◆ **Goal of the exercise**
Determine how many lines in the entries below contain the word "Uuid". The reply is that number alone.

*** Records shown ***

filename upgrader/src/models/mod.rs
//! Data models

pub mod artifact;
pub mod device;
pub mod snapshot;
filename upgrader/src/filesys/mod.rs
//! Filesystem helpers

pub mod dir;
pub mod file;
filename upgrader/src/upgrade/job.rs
//! Upgrade job record

use uuid::Uuid;

use crate::models::device::Device;
use crate::upgrade::fsm::{UpgradeEvent, UpgradeFsm, UpgradeState};

/// What to do to a device
#[derive(Debug, Clone, PartialEq, Eq)]
pub struct UpgradePlan {
    pub target_version: String,
    pub dry_run: bool,
}

impl UpgradePlan {
    pub fn new(target_version: impl Into<String>, dry_run: bool) -> Self {
        Self {
            target_version: target_version.into(),
            dry_run,
        }
    }
}

/// One in-flight orchestration of one device
///
/// State is only changed through [`UpgradeJob::apply`].
#[derive(Debug)]
pub struct UpgradeJob {
    pub id: Uuid,
    pub device: Device,
    pub plan: UpgradePlan,
    fsm: UpgradeFsm,
}

impl UpgradeJob {
    pub fn new(device: Device, plan: UpgradePlan) -> Self {
        Self {
            id: Uuid::new_v4(),
            device,
            plan,
            fsm: UpgradeFsm::new(),
        }
    }

    pub fn state(&self) -> UpgradeState {
        self.fsm.state()
    }

    pub fn attempts(&self) -> u32 {
        self.fsm.attempts()
    }

    pub fn fsm(&self) -> &UpgradeFsm {
        &self.fsm
    }

    pub fn apply(&mut self, event: UpgradeEvent) -> Result<(), String> {
        self.fsm.process(event)
    }
}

*** End of Records shown ***

◆ **Answer area**
3